Les autorités algériennes ont décidés de célébrer Yennayer, le nouvel an berbère, qui intervient le 12 janvier, au niveau de toutes les wilayas du pays. Selon des informations, le ministère de la Culture aurait adressé une note à toutes les directions de la culture wilayales pour préparer un programme d’une semaine de festivités, «la semaine du patrimoine culturel amazigh».

Celles-ci ont jusqu’au 21 décembre pour adresser leur programme prévisionnel à la tutelle. Les plus hautes autorités du pays voudraient faire de cette date un événement «national» fêté dans tous les recoins d’Algérie.

Et cela est certainement lié avec ce qui se passe ces derniers jours en Kabylie et dans certaines autres wilayas, où des jeunes manifestent pour réclamer la généralisation et promotion de la langue amazigh. Le ministère de la Culture espère montrer, à travers l’organisation de cette «semaine du patrimoine culturel amazigh», que l’Etat prend en charge cette question.

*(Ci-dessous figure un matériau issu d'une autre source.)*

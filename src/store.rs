use std::collections::HashMap;
use std::path::Path;

use rusqlite::{params, Connection, OptionalExtension};

use crate::error::StoreError;

/// Minimal string key-value persistence used for records and preferences
pub trait KeyValueStore {
    fn get(&self, key: &str) -> Result<Option<String>, StoreError>;
    fn set(&mut self, key: &str, value: &str) -> Result<(), StoreError>;
}

/// SQLite-backed store holding a single `kv` table
#[derive(Debug)]
pub struct SqliteStore {
    conn: Connection,
}

impl SqliteStore {
    /// Open (or create) the database at `path`, creating parent directories first
    pub fn open<P: AsRef<Path>>(path: P) -> Result<Self, StoreError> {
        if let Some(parent) = path.as_ref().parent() {
            std::fs::create_dir_all(parent)?;
        }
        let conn = Connection::open(path)?;
        Self::with_connection(conn)
    }

    pub fn open_in_memory() -> Result<Self, StoreError> {
        Self::with_connection(Connection::open_in_memory()?)
    }

    fn with_connection(conn: Connection) -> Result<Self, StoreError> {
        conn.execute(
            r#"
            CREATE TABLE IF NOT EXISTS kv (
                key TEXT PRIMARY KEY NOT NULL,
                value TEXT NOT NULL,
                updated_at DATETIME DEFAULT CURRENT_TIMESTAMP
            )
            "#,
            [],
        )?;
        Ok(Self { conn })
    }
}

impl KeyValueStore for SqliteStore {
    fn get(&self, key: &str) -> Result<Option<String>, StoreError> {
        let value = self
            .conn
            .query_row("SELECT value FROM kv WHERE key = ?1", [key], |row| row.get(0))
            .optional()?;
        Ok(value)
    }

    fn set(&mut self, key: &str, value: &str) -> Result<(), StoreError> {
        self.conn.execute(
            r#"
            INSERT INTO kv (key, value, updated_at) VALUES (?1, ?2, CURRENT_TIMESTAMP)
            ON CONFLICT(key) DO UPDATE SET value = excluded.value, updated_at = CURRENT_TIMESTAMP
            "#,
            params![key, value],
        )?;
        Ok(())
    }
}

/// Volatile store, used when no database can be opened and in tests
#[derive(Debug, Clone, Default)]
pub struct MemoryStore {
    values: HashMap<String, String>,
}

impl MemoryStore {
    pub fn new() -> Self {
        Self::default()
    }
}

impl KeyValueStore for MemoryStore {
    fn get(&self, key: &str) -> Result<Option<String>, StoreError> {
        Ok(self.values.get(key).cloned())
    }

    fn set(&mut self, key: &str, value: &str) -> Result<(), StoreError> {
        self.values.insert(key.to_string(), value.to_string());
        Ok(())
    }
}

Depuis le rejet par l’assemblée nationale d’une proposition d’amendement dans la loi de finance 2018, proposée par une députée du Parti des travailleurs (PT), concernant la promotion de Tamazight, des citoyens de la Kabylie surtout ont commencé à organiser des marches et rassemblements pour exprimer leurs mécontentements. Ceux-là reprochent entre autre à l’Etat, la non-prise en charge «efficiente» de la langue depuis son officialisation début 2016. Si l’organisation de tels événements culturels est importante pour la promotion du patrimoine nationale, il n’en demeure pas moins que c’est très loin des attentes des défenseurs de la cause amazighe.